| PROBLEM DESCRIPTION |
Only the lines below, from the one with "async fn get_bytes(&self, url: &str)" through the one with "impl RefreshSink for", are to be written out, exactly.

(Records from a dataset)
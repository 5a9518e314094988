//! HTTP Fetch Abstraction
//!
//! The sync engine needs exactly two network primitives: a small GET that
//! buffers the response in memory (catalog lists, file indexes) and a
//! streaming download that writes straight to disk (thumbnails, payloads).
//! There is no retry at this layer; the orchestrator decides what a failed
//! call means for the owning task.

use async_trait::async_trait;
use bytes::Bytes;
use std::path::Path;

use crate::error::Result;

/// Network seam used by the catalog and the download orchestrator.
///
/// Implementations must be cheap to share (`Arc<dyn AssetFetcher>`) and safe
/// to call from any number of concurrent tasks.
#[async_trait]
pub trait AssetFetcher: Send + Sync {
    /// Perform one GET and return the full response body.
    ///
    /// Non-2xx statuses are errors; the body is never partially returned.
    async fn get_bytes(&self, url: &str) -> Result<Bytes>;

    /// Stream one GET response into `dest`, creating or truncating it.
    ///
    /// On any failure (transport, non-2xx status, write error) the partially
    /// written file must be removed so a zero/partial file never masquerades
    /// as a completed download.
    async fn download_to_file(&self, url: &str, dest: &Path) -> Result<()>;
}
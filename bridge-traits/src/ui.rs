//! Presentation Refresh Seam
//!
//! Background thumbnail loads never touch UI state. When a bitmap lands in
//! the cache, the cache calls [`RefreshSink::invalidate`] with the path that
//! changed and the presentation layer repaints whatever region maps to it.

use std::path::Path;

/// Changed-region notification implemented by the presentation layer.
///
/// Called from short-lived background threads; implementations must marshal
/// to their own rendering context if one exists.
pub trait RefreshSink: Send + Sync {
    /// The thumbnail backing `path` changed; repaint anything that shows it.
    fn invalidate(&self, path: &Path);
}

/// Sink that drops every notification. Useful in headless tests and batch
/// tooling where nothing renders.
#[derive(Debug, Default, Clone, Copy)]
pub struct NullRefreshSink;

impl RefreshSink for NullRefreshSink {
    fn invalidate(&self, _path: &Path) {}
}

...

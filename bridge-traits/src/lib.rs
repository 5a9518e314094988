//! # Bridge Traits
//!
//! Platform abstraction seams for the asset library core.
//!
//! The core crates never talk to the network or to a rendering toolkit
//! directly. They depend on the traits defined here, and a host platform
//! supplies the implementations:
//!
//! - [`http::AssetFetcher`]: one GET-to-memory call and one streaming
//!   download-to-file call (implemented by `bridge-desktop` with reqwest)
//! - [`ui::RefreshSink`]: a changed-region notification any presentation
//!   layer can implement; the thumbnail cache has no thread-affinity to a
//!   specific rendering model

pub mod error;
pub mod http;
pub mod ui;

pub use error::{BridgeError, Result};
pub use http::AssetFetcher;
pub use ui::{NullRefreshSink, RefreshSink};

| OUTPUT BELOW |
    async fn get_bytes(&self, url: &str) -> Result<Bytes>;

    /// Stream one GET response into `dest`, creating or truncating it.
    ///
    /// On any failure (transport, non-2xx status, write error) the partially
    /// written file must be removed so a zero/partial file never masquerades
    /// as a completed download.
    async fn download_to_file(&self, url: &str, dest: &Path) -> Result<()>;
}
filename bridge-traits/src/ui.rs
//! Presentation Refresh Seam
//!
//! Background thumbnail loads never touch UI state. When a bitmap lands in
//! the cache, the cache calls [`RefreshSink::invalidate`] with the path that
//! changed and the presentation layer repaints whatever region maps to it.

use std::path::Path;

/// Changed-region notification implemented by the presentation layer.
///
/// Called from short-lived background threads; implementations must marshal
/// to their own rendering context if one exists.
pub trait RefreshSink: Send + Sync {
    /// The thumbnail backing `path` changed; repaint anything that shows it.
    fn invalidate(&self, path: &Path);
}

/// Sink that drops every notification. Useful in headless tests and batch
/// tooling where nothing renders.
#[derive(Debug, Default, Clone, Copy)]
pub struct NullRefreshSink;

impl RefreshSink for NullRefreshSink {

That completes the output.